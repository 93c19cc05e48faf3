//! Normalized records for the non-weather signal producers.

use chrono::{DateTime, NaiveDate, Utc};
use serde::{Deserialize, Serialize};
use strum_macros::{AsRefStr, Display, EnumString};

use crate::SignalStatus;

/// How a coordinate was matched to a forecast zone.
#[derive(
    Debug,
    Clone,
    Copy,
    Default,
    PartialEq,
    Eq,
    Hash,
    Serialize,
    Deserialize,
    Display,
    EnumString,
    AsRefStr,
)]
#[serde(rename_all = "snake_case")]
#[strum(serialize_all = "snake_case")]
pub enum ZoneMatchMode {
    /// The coordinate lies inside the zone polygon.
    Polygon,
    /// The coordinate lies outside every polygon but near this zone.
    Nearest,
    /// No zone covers or neighbors the coordinate.
    #[default]
    None,
}

/// Avalanche forecast for the zone covering the coordinate.
#[derive(Debug, Clone, Default, PartialEq, Serialize, Deserialize)]
#[serde(rename_all = "camelCase")]
pub struct AvalancheSignal {
    /// Availability of this record.
    pub status: SignalStatus,
    /// Forecast center identifier (e.g. `"CAIC"`).
    pub center_id: Option<String>,
    /// Forecast zone name.
    pub zone_name: Option<String>,
    /// How the zone was matched.
    pub match_mode: ZoneMatchMode,
    /// Distance to the matched zone for nearest matches (km).
    pub fallback_distance_km: Option<f64>,
    /// Danger rating, 0-5. Absent when the zone is not rated.
    pub danger_level: Option<u8>,
    /// Danger label as published (e.g. `"considerable"`).
    pub danger_label: Option<String>,
    /// Travel advice text.
    pub travel_advice: Option<String>,
    /// Link to the full bulletin.
    pub link: Option<String>,
    /// When the bulletin was published.
    pub published_at: Option<DateTime<Utc>>,
    /// When the bulletin expires.
    pub expires_at: Option<DateTime<Utc>>,
}

impl AvalancheSignal {
    /// A record signalling that the zone layer could not be acquired.
    #[must_use]
    pub fn unavailable() -> Self {
        Self::default()
    }
}

/// A summed precipitation window anchored at a timestamp.
///
/// `total` is `None` when no samples fell in the window ("unknown"), which
/// is distinct from `Some(0.0)` ("none observed").
#[derive(Debug, Clone, Copy, PartialEq, Serialize, Deserialize)]
#[serde(rename_all = "camelCase")]
pub struct AccumulationWindow {
    /// Window anchor (end of a look-back window, start of a look-ahead).
    pub anchor: DateTime<Utc>,
    /// Window length in hours.
    pub window_hours: u32,
    /// Summed amount (inches), or `None` when unknown.
    pub total: Option<f64>,
}

/// Look-back and look-ahead windows for one precipitation type.
#[derive(Debug, Clone, Copy, PartialEq, Serialize, Deserialize)]
#[serde(rename_all = "camelCase")]
pub struct PrecipitationWindows {
    /// Trailing 12 hours.
    pub past_12h: AccumulationWindow,
    /// Trailing 24 hours.
    pub past_24h: AccumulationWindow,
    /// Trailing 48 hours.
    pub past_48h: AccumulationWindow,
    /// The travel window ahead.
    pub ahead: AccumulationWindow,
}

/// Which tier of the acquisition chain produced the payload.
#[derive(
    Debug,
    Clone,
    Copy,
    Default,
    PartialEq,
    Eq,
    Hash,
    Serialize,
    Deserialize,
    Display,
    EnumString,
    AsRefStr,
)]
#[serde(rename_all = "snake_case")]
#[strum(serialize_all = "snake_case")]
pub enum PrecipitationSource {
    /// Live forecast + recent history endpoint.
    Live,
    /// Fresh in-memory cache.
    Cache,
    /// Historical archive endpoint.
    Archive,
    /// Cache entry served past its TTL.
    StaleCache,
    /// Every tier failed; values are placeholders.
    #[default]
    Fallback,
}

/// Rain and snow accumulations around the selected start.
#[derive(Debug, Clone, PartialEq, Serialize, Deserialize)]
#[serde(rename_all = "camelCase")]
pub struct PrecipitationSignal {
    /// Availability of this record.
    pub status: SignalStatus,
    /// Acquisition tier that supplied the data.
    pub source: PrecipitationSource,
    /// `true` when the zero values are placeholders, not observations.
    pub fallback_mode: bool,
    /// When the underlying payload was fetched.
    pub fetched_at: Option<DateTime<Utc>>,
    /// Liquid precipitation windows (inches).
    pub rain: PrecipitationWindows,
    /// Snowfall windows (inches).
    pub snow: PrecipitationWindows,
}

/// Snowpack position relative to the multi-year baseline.
#[derive(
    Debug,
    Clone,
    Copy,
    Default,
    PartialEq,
    Eq,
    Hash,
    Serialize,
    Deserialize,
    Display,
    EnumString,
    AsRefStr,
)]
#[serde(rename_all = "snake_case")]
#[strum(serialize_all = "snake_case")]
pub enum HistoricalStatus {
    /// At or below 80% of the average.
    BelowAverage,
    /// Between 80% and 120% of the average.
    AtAverage,
    /// At or above 120% of the average.
    AboveAverage,
    /// No usable average or current value.
    #[default]
    Unknown,
}

/// Comparison of a current station reading against its same-day-of-year
/// multi-year average.
#[derive(Debug, Clone, Default, PartialEq, Serialize, Deserialize)]
#[serde(rename_all = "camelCase")]
pub struct HistoricalComparison {
    /// The reading being compared.
    pub current_value: Option<f64>,
    /// Mean of the per-year samples.
    pub average_value: Option<f64>,
    /// Number of years that contributed a sample.
    pub sample_count: usize,
    /// Number of years searched.
    pub years_considered: u32,
    /// Largest day offset among the samples used.
    pub max_offset_days: u32,
    /// Classification of the current reading.
    pub status: HistoricalStatus,
    /// Current reading as a rounded percentage of the average.
    pub percent_of_average: Option<f64>,
}

impl HistoricalComparison {
    /// Plain-language statement of the comparison, if it is known.
    #[must_use]
    pub fn summary(&self) -> Option<String> {
        let percent = self.percent_of_average?;
        Some(format!(
            "Current snowpack is {percent:.0}% of typical for this date"
        ))
    }
}

/// Snowpack station reading with its historical comparison.
#[derive(Debug, Clone, Default, PartialEq, Serialize, Deserialize)]
#[serde(rename_all = "camelCase")]
pub struct SnowpackSignal {
    /// Availability of this record.
    pub status: SignalStatus,
    /// Station identifier (e.g. `"335:CO:SNTL"`).
    pub station_id: Option<String>,
    /// Station name.
    pub station_name: Option<String>,
    /// Distance from the coordinate to the station (km).
    pub distance_km: Option<f64>,
    /// Date of the current reading.
    pub observed_on: Option<NaiveDate>,
    /// Current snow-water equivalent (inches).
    pub snow_water_equivalent_in: Option<f64>,
    /// Comparison against the station's history.
    pub comparison: Option<HistoricalComparison>,
    /// Plain-language summary.
    pub summary: Option<String>,
}

/// Official alert severity, ordered from least to most severe.
#[derive(
    Debug,
    Clone,
    Copy,
    Default,
    PartialEq,
    Eq,
    PartialOrd,
    Ord,
    Hash,
    Serialize,
    Deserialize,
    Display,
    EnumString,
    AsRefStr,
)]
#[serde(rename_all = "snake_case")]
#[strum(serialize_all = "snake_case", ascii_case_insensitive)]
pub enum AlertSeverity {
    /// Severity not stated.
    #[default]
    Unknown,
    /// Minimal threat.
    Minor,
    /// Possible threat.
    Moderate,
    /// Significant threat.
    Severe,
    /// Extraordinary threat.
    Extreme,
}

/// One active official alert.
#[derive(Debug, Clone, PartialEq, Eq, Serialize, Deserialize)]
#[serde(rename_all = "camelCase")]
pub struct OfficialAlert {
    /// Event name (e.g. `"Winter Storm Warning"`).
    pub event: String,
    /// Headline text.
    pub headline: Option<String>,
    /// Severity.
    pub severity: AlertSeverity,
    /// When the hazard begins.
    pub onset: Option<DateTime<Utc>>,
    /// When the alert stops being valid.
    pub expires: Option<DateTime<Utc>>,
    /// Issuing office.
    pub sender: Option<String>,
}

impl OfficialAlert {
    /// Whether the alert is in force at `at`.
    ///
    /// A missing onset means "already in force"; a missing expiry means
    /// "until further notice".
    #[must_use]
    pub fn is_valid_at(&self, at: DateTime<Utc>) -> bool {
        self.onset.is_none_or(|onset| onset <= at) && self.expires.is_none_or(|end| at < end)
    }
}

/// Active official alerts for the coordinate.
#[derive(Debug, Clone, Default, PartialEq, Eq, Serialize, Deserialize)]
#[serde(rename_all = "camelCase")]
pub struct AlertsSignal {
    /// Availability of this record.
    pub status: SignalStatus,
    /// Alerts as published, in provider order.
    pub alerts: Vec<OfficialAlert>,
}

impl AlertsSignal {
    /// Alerts in force at `at`, most severe first (stable for ties).
    #[must_use]
    pub fn valid_at(&self, at: DateTime<Utc>) -> Vec<&OfficialAlert> {
        let mut valid: Vec<&OfficialAlert> =
            self.alerts.iter().filter(|a| a.is_valid_at(at)).collect();
        valid.sort_by(|a, b| b.severity.cmp(&a.severity));
        valid
    }
}

/// Air quality at the selected start.
#[derive(Debug, Clone, Default, PartialEq, Serialize, Deserialize)]
#[serde(rename_all = "camelCase")]
pub struct AirQualitySignal {
    /// Availability of this record.
    pub status: SignalStatus,
    /// US EPA air quality index.
    pub us_aqi: Option<u32>,
    /// Fine particulate matter (µg/m³).
    pub pm2_5: Option<f64>,
    /// EPA category label.
    pub category: Option<String>,
    /// Hour the values refer to.
    pub observed_at: Option<DateTime<Utc>>,
}

/// Fire-weather risk tier.
#[derive(
    Debug,
    Clone,
    Copy,
    Default,
    PartialEq,
    Eq,
    PartialOrd,
    Ord,
    Hash,
    Serialize,
    Deserialize,
    Display,
    EnumString,
    AsRefStr,
)]
#[serde(rename_all = "snake_case")]
#[strum(serialize_all = "snake_case")]
pub enum FireRiskLevel {
    /// No notable fire-weather signal.
    #[default]
    Low,
    /// Dry and warm.
    Moderate,
    /// Dry with wind, or a fire weather watch.
    High,
    /// Critically dry and windy.
    VeryHigh,
    /// Red flag warning in force.
    Extreme,
}

/// Fire-weather assessment for the selected start.
#[derive(Debug, Clone, Default, PartialEq, Eq, Serialize, Deserialize)]
#[serde(rename_all = "camelCase")]
pub struct FireRiskSignal {
    /// Availability of this record.
    pub status: SignalStatus,
    /// Risk tier, when assessable.
    pub level: Option<FireRiskLevel>,
    /// Signals that produced the tier.
    pub reasons: Vec<String>,
}
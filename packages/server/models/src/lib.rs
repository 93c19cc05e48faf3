#![cfg_attr(feature = "fail-on-warnings", deny(warnings))]
#![warn(clippy::all, clippy::pedantic, clippy::nursery, clippy::cargo)]
#![allow(clippy::multiple_crate_versions, clippy::cargo_common_metadata)]

//! API request and response types for the backcountry risk server.
//!
//! The safety report itself is serialized straight from
//! `backcountry_signal_models::SafetyReport`; this crate only holds the
//! query-string and envelope shapes owned by the HTTP layer.

use chrono::{DateTime, Utc};
use serde::{Deserialize, Serialize};

/// Query parameters for `GET /api/safety`.
#[derive(Debug, Clone, Deserialize)]
#[serde(rename_all = "camelCase")]
pub struct SafetyQueryParams {
    /// Latitude in degrees.
    pub lat: f64,
    /// Longitude in degrees.
    pub lon: f64,
    /// Planned start (RFC 3339). Defaults to now.
    pub start: Option<DateTime<Utc>>,
    /// Travel window in hours (1-24). Defaults to 6.
    pub travel_hours: Option<u32>,
}

/// Health check response.
#[derive(Debug, Clone, Serialize, Deserialize)]
pub struct ApiHealth {
    pub healthy: bool,
    pub version: String,
}

/// Error body returned with every non-2xx response.
#[derive(Debug, Clone, Serialize, Deserialize)]
pub struct ApiError {
    pub error: String,
}

impl ApiError {
    #[must_use]
    pub fn new(message: impl Into<String>) -> Self {
        Self {
            error: message.into(),
        }
    }
}
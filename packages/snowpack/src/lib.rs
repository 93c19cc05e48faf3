#![cfg_attr(feature = "fail-on-warnings", deny(warnings))]
#![warn(clippy::all, clippy::pedantic, clippy::nursery, clippy::cargo)]
#![allow(clippy::multiple_crate_versions, clippy::cargo_common_metadata)]

//! Snowpack signal: nearest SNOTEL station and its SWE against the
//! same-day-of-year average of prior seasons.

pub mod awdb;
pub mod baseline;

use std::time::Duration as StdDuration;

use backcountry_signal_models::{Coordinate, HistoricalStatus, SignalStatus, SnowpackSignal};
use backcountry_source::SourceError;
use backcountry_source::cache::SnapshotCache;
use backcountry_source::deadline::{CancelSignal, with_deadline};
use chrono::{DateTime, Datelike, Duration, NaiveDate, Utc};
use geo::{Distance, Haversine, Point};

use crate::awdb::{SnotelStation, SnowpackFeed};

pub use baseline::{
    BaselineOptions, StationObservation, compare_to_historical_baseline, compare_with_options,
};

/// Stations further than this are not considered representative.
pub const MAX_STATION_DISTANCE_KM: f64 = 50.0;
/// Years of daily history fetched: ten baseline seasons plus the current.
pub const HISTORY_YEARS: i32 = 11;

/// Errors from snowpack feeds.
#[derive(Debug, thiserror::Error)]
pub enum SnowpackError {
    #[error(transparent)]
    Source(#[from] SourceError),

    #[error("Unexpected snowpack payload: {message}")]
    UnexpectedShape { message: String },
}

/// Station list cache plus the per-request lookup.
#[derive(Debug)]
pub struct SnowpackAcquirer {
    stations: SnapshotCache<(), Vec<SnotelStation>>,
    call_timeout: StdDuration,
}

impl SnowpackAcquirer {
    /// Station lists are cached for a day.
    #[must_use]
    pub const fn new(call_timeout: StdDuration) -> Self {
        Self {
            stations: SnapshotCache::new(Duration::hours(24)),
            call_timeout,
        }
    }

    /// Builds the snowpack signal for `coord` on `target`.
    ///
    /// No station within range yields `no_data`; any fetch failure yields
    /// `unavailable`.
    pub async fn acquire(
        &self,
        feed: &dyn SnowpackFeed,
        coord: &Coordinate,
        target: NaiveDate,
        now: DateTime<Utc>,
        cancel: Option<&CancelSignal>,
    ) -> SnowpackSignal {
        let stations = match self.stations.fresh(&(), now) {
            Some(snapshot) => snapshot,
            None => match with_deadline(feed.fetch_stations(), self.call_timeout, cancel).await {
                Ok(list) => self.stations.replace((), list, now),
                Err(e) => match self.stations.any(&()) {
                    Some(stale) => {
                        log::warn!("SNOTEL station refresh failed, using list from {}: {e}", stale.fetched_at);
                        stale
                    }
                    None => {
                        log::warn!("SNOTEL station list unavailable: {e}");
                        return unavailable();
                    }
                },
            },
        };

        let Some((station, distance_km)) = nearest_station(coord, &stations.payload) else {
            log::debug!("No SNOTEL station within {MAX_STATION_DISTANCE_KM} km of {coord}");
            return SnowpackSignal {
                status: SignalStatus::NoData,
                ..SnowpackSignal::default()
            };
        };

        let begin = NaiveDate::from_ymd_opt(target.year() - HISTORY_YEARS, 1, 1).unwrap_or(target);
        let history = match with_deadline(
            feed.fetch_daily_swe(&station.station_triplet, begin, target),
            self.call_timeout,
            cancel,
        )
        .await
        {
            Ok(history) => history,
            Err(e) => {
                log::warn!("SWE history for {} failed: {e}", station.station_triplet);
                return unavailable();
            }
        };

        snowpack_signal(station, distance_km, &history, target)
    }
}

/// Builds a signal from a station's daily history.
#[must_use]
pub fn snowpack_signal(
    station: &SnotelStation,
    distance_km: f64,
    history: &[StationObservation],
    target: NaiveDate,
) -> SnowpackSignal {
    let comparison = compare_to_historical_baseline(history, target);
    let latest = history.iter().filter(|o| o.date <= target).max_by_key(|o| o.date);

    let status = match (latest, comparison.status) {
        (None, _) => SignalStatus::NoData,
        (Some(_), HistoricalStatus::Unknown) => SignalStatus::Partial,
        (Some(_), _) => SignalStatus::Ok,
    };

    SnowpackSignal {
        status,
        station_id: Some(station.station_triplet.clone()),
        station_name: Some(station.name.clone()),
        distance_km: Some(distance_km),
        observed_on: latest.map(|o| o.date),
        snow_water_equivalent_in: comparison.current_value,
        summary: comparison.summary(),
        comparison: Some(comparison),
    }
}

/// Nearest station within [`MAX_STATION_DISTANCE_KM`]; the first one wins
/// on ties.
#[must_use]
pub fn nearest_station<'a>(
    coord: &Coordinate,
    stations: &'a [SnotelStation],
) -> Option<(&'a SnotelStation, f64)> {
    let here = Point::new(coord.lon, coord.lat);
    stations
        .iter()
        .map(|s| {
            let km = Haversine.distance(here, Point::new(s.longitude, s.latitude)) / 1000.0;
            (s, km)
        })
        .filter(|(_, km)| *km <= MAX_STATION_DISTANCE_KM)
        .fold(None, |best: Option<(&SnotelStation, f64)>, candidate| match best {
            Some(b) if b.1 <= candidate.1 => Some(b),
            _ => Some(candidate),
        })
}

fn unavailable() -> SnowpackSignal {
    SnowpackSignal {
        status: SignalStatus::Unavailable,
        ..SnowpackSignal::default()
    }
}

### DESCRIPTION OF THE TASK
Restate word for word the lines of the data above, starting at the line containing "use backcountry_source::SourceError;" and ending at the line containing "#[derive(Debug, thiserror::Error)]", both included, and nothing more.

### RESPONSE TO THIS EXERCISE
use backcountry_source::SourceError;
use backcountry_source::cache::SnapshotCache;
use backcountry_source::deadline::{CancelSignal, with_deadline};
use chrono::{DateTime, Datelike, Duration, NaiveDate, Utc};
use geo::{Distance, Haversine, Point};

use crate::awdb::{SnotelStation, SnowpackFeed};

pub use baseline::{
    BaselineOptions, StationObservation, compare_to_historical_baseline, compare_with_options,
};

/// Stations further than this are not considered representative.
pub const MAX_STATION_DISTANCE_KM: f64 = 50.0;
/// Years of daily history fetched: ten baseline seasons plus the current.
pub const HISTORY_YEARS: i32 = 11;

/// Errors from snowpack feeds.
#[derive(Debug, thiserror::Error)]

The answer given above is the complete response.